For a review by José Fabbiani Ruíz of Pascual Navarro’s work, see “Exposición de Pascual Navarro (Fichero Crítico)” [doc. no. 1157920].
In 1945, the proposed reforms at the Academia de Artes Plásticas y Aplicadas in Venezuela caused controversy and debate in the national press. Arguments centered on the ideological and conceptual framework, both artistic and political, that were underlying the requested reforms from both government officials and the students of the institution. These debates exposed a clash among generations of artists in which discussions on “nationalism” and “Europeanism” reappeared, also having an impact on formalisms and avant-garde trends. The controversy regarding the function of the visual arts was in accord with the political moment the country was experiencing, which sought to break with the remains of the dictatorial regime—of General Isaías Medina Angarita (1941–45)—by discussing the foundations of the nascent democratic revolution.

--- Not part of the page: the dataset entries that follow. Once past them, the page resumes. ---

//! Authentication extractors for Axum

use async_trait::async_trait;
use axum::{
    extract::{Extension, FromRequestParts},
    http::{header::AUTHORIZATION, request::Parts},
};
use tracing::warn;

use super::services::AuthService;
use super::tokens::bearer_token;
use crate::accounts::models::Role;
use crate::common::{ApiError, AppState, SharedState};

/// Authenticated session
///
/// Validates the bearer token, checks the session is still live and loads
/// the caller's role from the role store.
#[derive(Debug, Clone)]
pub struct Session {
    pub session_id: String,
    pub user_id: String,
    pub email: String,
    pub role: Role,
}

impl Session {
    pub fn is_admin(&self) -> bool {
        self.role.is_admin()
    }
}

/// Session whose holder is an admin or super admin
#[derive(Debug, Clone)]
pub struct AdminSession(pub Session);

/// Resolves a raw token against the given state
pub async fn authenticate_token(state: &AppState, token: &str) -> Result<Session, ApiError> {
    AuthService::new(state.db.clone(), state.config.clone())
        .authenticate(token)
        .await
}

#[async_trait]
impl<S> FromRequestParts<S> for Session
where
    S: Send + Sync,
{
    type Rejection = ApiError;

    async fn from_request_parts(parts: &mut Parts, state: &S) -> Result<Self, Self::Rejection> {
        let Extension(state_lock): Extension<SharedState> =
            Extension::from_request_parts(parts, state)
                .await
                .map_err(|_| ApiError::InternalServer("missing app state".to_string()))?;

        let header = parts
            .headers
            .get(AUTHORIZATION)
            .and_then(|h| h.to_str().ok())
            .ok_or_else(|| {
                warn!("Authentication failed: missing Authorization header");
                ApiError::Unauthorized("missing auth".into())
            })?;

        let token = bearer_token(header).ok_or_else(|| {
            warn!("Authentication failed: malformed Authorization header");
            ApiError::Unauthorized("malformed auth header".into())
        })?;

        let app_state = state_lock.read().await.clone();
        authenticate_token(&app_state, token).await
    }
}

#[async_trait]
impl<S> FromRequestParts<S> for AdminSession
where
    S: Send + Sync,
{
    type Rejection = ApiError;

    async fn from_request_parts(parts: &mut Parts, state: &S) -> Result<Self, Self::Rejection> {
        let session = Session::from_request_parts(parts, state).await?;
        if !session.is_admin() {
            warn!(user_id = %session.user_id, "Non-admin attempted admin operation");
            return Err(ApiError::Forbidden("Admin access required".to_string()));
        }
        Ok(AdminSession(session))
    }
}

Written by Pascual Navarro Velásquez (1923?85), the text presents various points in relation to the controversy created by the article published in the El Heraldo newspaper on November 11, 1945, under the title “Arte y Revolución” by writer and indigenous supporter Gilberto Antolínez. It should be noted that the discussion on Mexican mural art came later to Venezuela than to other Latin American countries, and so the debate on its value was happening at that moment in Venezuela. Consequently, it easily entered into the deliberations on the reforms that were taking place at the Academy, as a proposed model for instruction.